TASK TO COMPLETE:
In the data below, find the lines containing "clamped" and say how many there are, nothing more.

Source data
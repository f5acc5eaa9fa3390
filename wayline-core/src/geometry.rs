//! Synthetic, deterministic route geometry.
//!
//! With no routing service available, a ride path is approximated by a
//! quadratic Bezier curve between the endpoints. A single control point is
//! pushed sideways from the midpoint to suggest road curvature, and interior
//! waypoints receive a small sinusoidal offset derived from their index so the
//! line does not look ruler-straight. The same inputs always produce the same
//! sequence; nothing here draws on a random source.
//!
//! Distances are measured in planar degree space. That is adequate for
//! city-scale previews and deliberately not a geodesic.
#![expect(
    clippy::float_arithmetic,
    reason = "curve interpolation is floating-point geometry"
)]

use geo::{BoundingRect, Coord, LineString, Rect};
use log::debug;
use thiserror::Error;

use crate::Coordinate;

/// An ordered path from origin to destination with at least two points.
///
/// # Examples
/// ```
/// use wayline_core::{Coordinate, Waypoints};
///
/// let a = Coordinate::new(0.0, 0.0)?;
/// let b = Coordinate::new(0.0, 1.0)?;
/// let path = Waypoints::direct(a, b);
/// assert_eq!(path.len(), 2);
/// assert_eq!(path.origin(), a);
/// assert_eq!(path.destination(), b);
/// # Ok::<(), wayline_core::CoordinateError>(())
/// ```
#[derive(Debug, Clone, PartialEq)]
#[cfg_attr(feature = "serde", derive(serde::Serialize))]
pub struct Waypoints {
    origin: Coordinate,
    destination: Coordinate,
    points: Vec<Coordinate>,
}

impl Waypoints {
    /// The two-point straight line between `origin` and `destination`.
    #[must_use]
    pub fn direct(origin: Coordinate, destination: Coordinate) -> Self {
        Self::with_interior(origin, Vec::new(), destination)
    }

    fn with_interior(origin: Coordinate, interior: Vec<Coordinate>, destination: Coordinate) -> Self {
        let mut points = Vec::with_capacity(interior.len() + 2);
        points.push(origin);
        points.extend(interior);
        points.push(destination);
        Self {
            origin,
            destination,
            points,
        }
    }

    /// First waypoint.
    #[must_use]
    pub const fn origin(&self) -> Coordinate {
        self.origin
    }

    /// Last waypoint.
    #[must_use]
    pub const fn destination(&self) -> Coordinate {
        self.destination
    }

    /// Number of waypoints, endpoints included.
    #[must_use]
    pub const fn len(&self) -> usize {
        self.points.len()
    }

    /// Always `false`; a path holds at least its two endpoints.
    #[must_use]
    pub const fn is_empty(&self) -> bool {
        self.points.is_empty()
    }

    /// Whether the path is the bare two-point line.
    #[must_use]
    pub fn is_direct(&self) -> bool {
        self.points.len() == 2
    }

    /// All waypoints in order.
    #[must_use]
    pub const fn as_slice(&self) -> &[Coordinate] {
        self.points.as_slice()
    }

    /// Iterate waypoints in order.
    pub fn iter(&self) -> std::slice::Iter<'_, Coordinate> {
        self.points.iter()
    }

    /// Waypoints strictly between the endpoints.
    #[must_use]
    pub fn interior(&self) -> &[Coordinate] {
        let end = self.points.len().saturating_sub(1);
        self.points.get(1..end).unwrap_or_default()
    }

    /// The path as a `geo` line string (`x = longitude`).
    #[must_use]
    pub fn to_line_string(&self) -> LineString<f64> {
        self.points.iter().copied().map(Coord::from).collect()
    }

    /// Axis-aligned bounds of every waypoint.
    #[must_use]
    pub fn bounding_rect(&self) -> Option<Rect<f64>> {
        self.to_line_string().bounding_rect()
    }
}

impl<'a> IntoIterator for &'a Waypoints {
    type Item = &'a Coordinate;
    type IntoIter = std::slice::Iter<'a, Coordinate>;

    fn into_iter(self) -> Self::IntoIter {
        self.iter()
    }
}

/// Errors returned by [`GeometryConfig::validate`].
#[derive(Debug, Clone, PartialEq, Error)]
pub enum GeometryConfigError {
    /// Fewer than two waypoints were allowed.
    #[error("minimum waypoint count must be at least 2, got {0}")]
    TooFewWaypoints(u16),
    /// The waypoint bounds were inverted.
    #[error("minimum waypoint count {min} exceeds maximum {max}")]
    InvertedBounds {
        /// Configured minimum.
        min: u16,
        /// Configured maximum.
        max: u16,
    },
    /// A tuning constant was negative or not finite.
    #[error("{field} must be finite and non-negative, got {value}")]
    InvalidConstant {
        /// Name of the offending field.
        field: &'static str,
        /// Value supplied.
        value: f64,
    },
}

/// Tuning constants for [`RouteGeometryGenerator`].
#[derive(Debug, Clone, PartialEq)]
pub struct GeometryConfig {
    /// Separation in degrees below which the direct line is returned.
    pub degenerate_threshold: f64,
    /// Lower bound on generated waypoints.
    pub min_waypoints: u16,
    /// Upper bound on generated waypoints.
    pub max_waypoints: u16,
    /// Waypoints per degree of separation before clamping.
    pub density_per_degree: f64,
    /// Sideways offset of the Bezier control point in degrees.
    pub curvature_offset: f64,
    /// Peak jitter applied to interior waypoints in degrees.
    pub jitter_amplitude: f64,
    /// Angular step of the jitter per waypoint index, in radians.
    pub jitter_frequency: f64,
}

impl Default for GeometryConfig {
    fn default() -> Self {
        Self {
            degenerate_threshold: 1.0e-6,
            min_waypoints: 10,
            max_waypoints: 50,
            density_per_degree: 1000.0,
            curvature_offset: 0.002,
            jitter_amplitude: 0.000_1,
            jitter_frequency: 0.7,
        }
    }
}

impl GeometryConfig {
    /// Check the bounds and constants.
    ///
    /// # Errors
    /// Returns [`GeometryConfigError`] describing the first problem found.
    pub fn validate(&self) -> Result<(), GeometryConfigError> {
        if self.min_waypoints < 2 {
            return Err(GeometryConfigError::TooFewWaypoints(self.min_waypoints));
        }
        if self.min_waypoints > self.max_waypoints {
            return Err(GeometryConfigError::InvertedBounds {
                min: self.min_waypoints,
                max: self.max_waypoints,
            });
        }
        for (field, value) in [
            ("degenerate_threshold", self.degenerate_threshold),
            ("density_per_degree", self.density_per_degree),
            ("curvature_offset", self.curvature_offset),
            ("jitter_amplitude", self.jitter_amplitude),
            ("jitter_frequency", self.jitter_frequency),
        ] {
            if !value.is_finite() || value < 0.0 {
                return Err(GeometryConfigError::InvalidConstant { field, value });
            }
        }
        Ok(())
    }

    /// Set the waypoint bounds.
    #[must_use]
    pub const fn with_waypoint_bounds(mut self, min: u16, max: u16) -> Self {
        self.min_waypoints = min;
        self.max_waypoints = max;
        self
    }

    /// Set the jitter amplitude; zero disables jitter.
    #[must_use]
    pub const fn with_jitter_amplitude(mut self, amplitude: f64) -> Self {
        self.jitter_amplitude = amplitude;
        self
    }
}

/// Generates curved waypoint sequences between two coordinates.
///
/// # Examples
/// ```
/// use wayline_core::{Coordinate, RouteGeometryGenerator};
///
/// let generator = RouteGeometryGenerator::default();
/// let origin = Coordinate::new(57.70887, 11.97456)?;
/// let destination = Coordinate::new(57.70713, 11.93829)?;
/// let path = generator.generate(origin, destination);
///
/// assert_eq!(path.origin(), origin);
/// assert_eq!(path.destination(), destination);
/// assert_eq!(path, generator.generate(origin, destination));
/// # Ok::<(), wayline_core::CoordinateError>(())
/// ```
#[derive(Debug, Clone, Default)]
pub struct RouteGeometryGenerator {
    config: GeometryConfig,
}

impl RouteGeometryGenerator {
    /// Construct a generator with validated configuration.
    ///
    /// # Errors
    /// Propagates [`GeometryConfig::validate`] failures.
    pub fn with_config(config: GeometryConfig) -> Result<Self, GeometryConfigError> {
        config.validate()?;
        Ok(Self { config })
    }

    /// The active configuration.
    #[must_use]
    pub const fn config(&self) -> &GeometryConfig {
        &self.config
    }

    /// Waypoint count for a planar separation of `magnitude` degrees.
    ///
    /// Non-decreasing in `magnitude` and always within the configured bounds.
    #[must_use]
    #[expect(
        clippy::cast_possible_truncation,
        clippy::cast_sign_loss,
        reason = "the scaled value is range-checked against u16 bounds before casting"
    )]
    pub fn waypoint_count(&self, magnitude: f64) -> u16 {
        let min = self.config.min_waypoints;
        let max = self.config.max_waypoints;
        let scaled = (magnitude * self.config.density_per_degree).floor();
        if scaled.is_nan() || scaled <= f64::from(min) {
            min
        } else if scaled >= f64::from(max) {
            max
        } else {
            scaled as u16
        }
    }

    /// Generate the waypoint sequence from `origin` to `destination`.
    #[must_use]
    pub fn generate(&self, origin: Coordinate, destination: Coordinate) -> Waypoints {
        let dx = destination.longitude() - origin.longitude();
        let dy = destination.latitude() - origin.latitude();
        let magnitude = dx.hypot(dy);
        if magnitude < self.config.degenerate_threshold {
            debug!("Degenerate route {origin} -> {destination}; drawing a direct line");
            return Waypoints::direct(origin, destination);
        }

        let count = self.waypoint_count(magnitude);
        let control = self.control_point(origin, destination, dx, dy, magnitude);
        let last = f64::from(count - 1);
        let interior = (1..count - 1)
            .filter_map(|index| {
                let t = f64::from(index) / last;
                let (latitude, longitude) = quadratic_bezier(origin, control, destination, t);
                let (jitter_lat, jitter_lng) = self.jitter(index);
                Coordinate::clamped(latitude + jitter_lat, longitude + jitter_lng)
            })
            .collect();
        Waypoints::with_interior(origin, interior, destination)
    }

    /// Midpoint displaced along the unit normal of the displacement.
    fn control_point(
        &self,
        origin: Coordinate,
        destination: Coordinate,
        dx: f64,
        dy: f64,
        magnitude: f64,
    ) -> (f64, f64) {
        let mid_lat = (origin.latitude() + destination.latitude()) / 2.0;
        let mid_lng = (origin.longitude() + destination.longitude()) / 2.0;
        // Normal of (dx, dy) rotated a quarter turn anticlockwise.
        let normal_lng = -dy / magnitude;
        let normal_lat = dx / magnitude;
        (
            mid_lat + normal_lat * self.config.curvature_offset,
            mid_lng + normal_lng * self.config.curvature_offset,
        )
    }

    /// Offset for interior waypoint `index`; a function of the index alone.
    fn jitter(&self, index: u16) -> (f64, f64) {
        let phase = f64::from(index) * self.config.jitter_frequency;
        let amplitude = self.config.jitter_amplitude;
        (amplitude * phase.sin(), amplitude * phase.cos())
    }
}

fn quadratic_bezier(
    start: Coordinate,
    control: (f64, f64),
    end: Coordinate,
    t: f64,
) -> (f64, f64) {
    let u = 1.0 - t;
    let w0 = u * u;
    let w1 = 2.0 * u * t;
    let w2 = t * t;
    (
        w0 * start.latitude() + w1 * control.0 + w2 * end.latitude(),
        w0 * start.longitude() + w1 * control.1 + w2 * end.longitude(),
    )
}
//! Map centre and zoom selection for a coordinate pair.
#![expect(
    clippy::float_arithmetic,
    reason = "midpoint and separation are floating-point maths"
)]

use thiserror::Error;

use crate::Coordinate;

/// Centre and discrete zoom level applied to the map surface.
#[derive(Debug, Clone, Copy, PartialEq)]
#[cfg_attr(feature = "serde", derive(serde::Serialize, serde::Deserialize))]
pub struct ViewportSpec {
    /// Point the map is centred on.
    pub center: Coordinate,
    /// Tile zoom level.
    pub zoom: u8,
}

/// One row of a [`ZoomTable`]: separations below `threshold_deg` use `zoom`.
#[derive(Debug, Clone, Copy, PartialEq)]
pub struct ZoomStep {
    /// Exclusive upper bound on the separation in degrees.
    pub threshold_deg: f64,
    /// Zoom applied when the separation falls under the threshold.
    pub zoom: u8,
}

impl ZoomStep {
    /// Construct a step.
    #[must_use]
    pub const fn new(threshold_deg: f64, zoom: u8) -> Self {
        Self {
            threshold_deg,
            zoom,
        }
    }
}

/// Errors returned by [`ZoomTable::new`].
#[derive(Debug, Clone, PartialEq, Error)]
pub enum ZoomTableError {
    /// A threshold was NaN, infinite or not positive.
    #[error("zoom threshold {0} must be finite and positive")]
    InvalidThreshold(f64),
    /// Thresholds were not strictly increasing.
    #[error("zoom thresholds must strictly increase ({previous} then {next})")]
    UnorderedThresholds {
        /// Threshold of the earlier row.
        previous: f64,
        /// Threshold of the later row.
        next: f64,
    },
    /// A wider separation was given a closer zoom.
    #[error("zoom must not increase with separation ({previous} then {next})")]
    IncreasingZoom {
        /// Zoom of the earlier row.
        previous: u8,
        /// Zoom of the later row.
        next: u8,
    },
}

/// Ordered separation thresholds, smallest first.
///
/// Construction enforces strictly increasing thresholds and non-increasing
/// zoom levels (including the fallback), so a smaller separation never
/// receives a lower zoom than a larger one.
///
/// # Examples
/// ```
/// use wayline_core::{ZoomStep, ZoomTable};
///
/// let table = ZoomTable::new(vec![ZoomStep::new(0.01, 15), ZoomStep::new(0.1, 12)], 8)?;
/// assert_eq!(table.zoom_for(0.005), 15);
/// assert_eq!(table.zoom_for(0.05), 12);
/// assert_eq!(table.zoom_for(3.0), 8);
/// # Ok::<(), wayline_core::ZoomTableError>(())
/// ```
#[derive(Debug, Clone, PartialEq)]
pub struct ZoomTable {
    steps: Vec<ZoomStep>,
    fallback_zoom: u8,
}

/// City-scale defaults tuned for ride previews.
const DEFAULT_STEPS: [ZoomStep; 6] = [
    ZoomStep::new(0.01, 15),
    ZoomStep::new(0.05, 14),
    ZoomStep::new(0.1, 13),
    ZoomStep::new(0.5, 11),
    ZoomStep::new(1.0, 10),
    ZoomStep::new(5.0, 7),
];
const DEFAULT_FALLBACK_ZOOM: u8 = 5;

impl ZoomTable {
    /// Validate and construct a table.
    ///
    /// # Errors
    /// Returns [`ZoomTableError`] when the rows are unordered or a threshold
    /// is invalid.
    pub fn new(steps: Vec<ZoomStep>, fallback_zoom: u8) -> Result<Self, ZoomTableError> {
        for step in &steps {
            if !step.threshold_deg.is_finite() || step.threshold_deg <= 0.0 {
                return Err(ZoomTableError::InvalidThreshold(step.threshold_deg));
            }
        }
        for pair in steps.windows(2) {
            if let [previous, next] = pair {
                if next.threshold_deg <= previous.threshold_deg {
                    return Err(ZoomTableError::UnorderedThresholds {
                        previous: previous.threshold_deg,
                        next: next.threshold_deg,
                    });
                }
                if next.zoom > previous.zoom {
                    return Err(ZoomTableError::IncreasingZoom {
                        previous: previous.zoom,
                        next: next.zoom,
                    });
                }
            }
        }
        if let Some(last) = steps.last()
            && fallback_zoom > last.zoom
        {
            return Err(ZoomTableError::IncreasingZoom {
                previous: last.zoom,
                next: fallback_zoom,
            });
        }
        Ok(Self {
            steps,
            fallback_zoom,
        })
    }

    /// Zoom for a separation of `separation_deg`; first matching row wins.
    #[must_use]
    pub fn zoom_for(&self, separation_deg: f64) -> u8 {
        self.steps
            .iter()
            .find(|step| separation_deg < step.threshold_deg)
            .map_or(self.fallback_zoom, |step| step.zoom)
    }

    /// Rows in evaluation order.
    #[must_use]
    pub fn steps(&self) -> &[ZoomStep] {
        &self.steps
    }
}

impl Default for ZoomTable {
    fn default() -> Self {
        Self {
            steps: DEFAULT_STEPS.to_vec(),
            fallback_zoom: DEFAULT_FALLBACK_ZOOM,
        }
    }
}

/// Computes the [`ViewportSpec`] framing both endpoints.
///
/// # Examples
/// ```
/// use wayline_core::{Coordinate, MapViewportController};
///
/// let controller = MapViewportController::default();
/// let a = Coordinate::new(57.70, 11.90)?;
/// let b = Coordinate::new(57.71, 11.92)?;
/// let viewport = controller.compute(a, b);
/// assert!((viewport.center.latitude() - 57.705).abs() < 1e-9);
/// assert_eq!(viewport.zoom, 14);
/// # Ok::<(), wayline_core::CoordinateError>(())
/// ```
#[derive(Debug, Clone, Default)]
pub struct MapViewportController {
    table: ZoomTable,
}

impl MapViewportController {
    /// Construct a controller over a custom zoom table.
    #[must_use]
    pub const fn with_table(table: ZoomTable) -> Self {
        Self { table }
    }

    /// Larger of the absolute latitude and longitude differences.
    #[must_use]
    pub fn separation_deg(origin: Coordinate, destination: Coordinate) -> f64 {
        let dlat = (destination.latitude() - origin.latitude()).abs();
        let dlng = (destination.longitude() - origin.longitude()).abs();
        dlat.max(dlng)
    }

    /// Centre on the midpoint and pick the zoom for the separation.
    #[must_use]
    pub fn compute(&self, origin: Coordinate, destination: Coordinate) -> ViewportSpec {
        let center = Coordinate::clamped(
            (origin.latitude() + destination.latitude()) / 2.0,
            (origin.longitude() + destination.longitude()) / 2.0,
        )
        .unwrap_or(origin);
        ViewportSpec {
            center,
            zoom: self
                .table
                .zoom_for(Self::separation_deg(origin, destination)),
        }
    }
}

#[cfg(test)]
mod tests {
    use super::*;
    use rstest::rstest;

    fn coord(latitude: f64, longitude: f64) -> Coordinate {
        Coordinate::new(latitude, longitude).expect("valid coordinate")
    }

    #[rstest]
    #[case(0.0, 15)]
    #[case(0.005, 15)]
    #[case(0.01, 14)]
    #[case(0.036, 14)]
    #[case(0.08, 13)]
    #[case(0.3, 11)]
    #[case(0.9, 10)]
    #[case(2.0, 7)]
    #[case(30.0, 5)]
    fn default_table_rows(#[case] separation: f64, #[case] expected: u8) {
        assert_eq!(ZoomTable::default().zoom_for(separation), expected);
    }

    #[rstest]
    fn default_table_passes_validation() {
        let table = ZoomTable::default();
        let rebuilt = ZoomTable::new(table.steps().to_vec(), DEFAULT_FALLBACK_ZOOM);
        assert_eq!(rebuilt, Ok(table));
    }

    #[rstest]
    fn centre_is_arithmetic_midpoint() {
        let viewport = MapViewportController::default().compute(coord(10.0, 20.0), coord(12.0, 24.0));
        assert_eq!(viewport.center, coord(11.0, 22.0));
    }

    #[rstest]
    fn separation_uses_larger_axis() {
        let separation = MapViewportController::separation_deg(coord(0.0, 0.0), coord(0.01, -0.05));
        assert!((separation - 0.05).abs() < 1e-12);
    }

    #[rstest]
    fn rejects_unordered_thresholds() {
        let err = ZoomTable::new(vec![ZoomStep::new(0.5, 12), ZoomStep::new(0.1, 10)], 5)
            .expect_err("unordered");
        assert!(matches!(err, ZoomTableError::UnorderedThresholds { .. }));
    }

    #[rstest]
    fn rejects_zoom_that_grows_with_distance() {
        let err = ZoomTable::new(vec![ZoomStep::new(0.1, 10), ZoomStep::new(0.5, 12)], 5)
            .expect_err("increasing zoom");
        assert_eq!(
            err,
            ZoomTableError::IncreasingZoom {
                previous: 10,
                next: 12
            }
        );
    }

    #[rstest]
    fn rejects_fallback_above_last_row() {
        let err = ZoomTable::new(vec![ZoomStep::new(0.1, 10)], 11).expect_err("fallback");
        assert!(matches!(err, ZoomTableError::IncreasingZoom { .. }));
    }

    #[rstest]
    fn rejects_non_positive_threshold() {
        let err = ZoomTable::new(vec![ZoomStep::new(0.0, 10)], 5).expect_err("zero");
        assert_eq!(err, ZoomTableError::InvalidThreshold(0.0));
    }
}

ANSWER SPACE:
2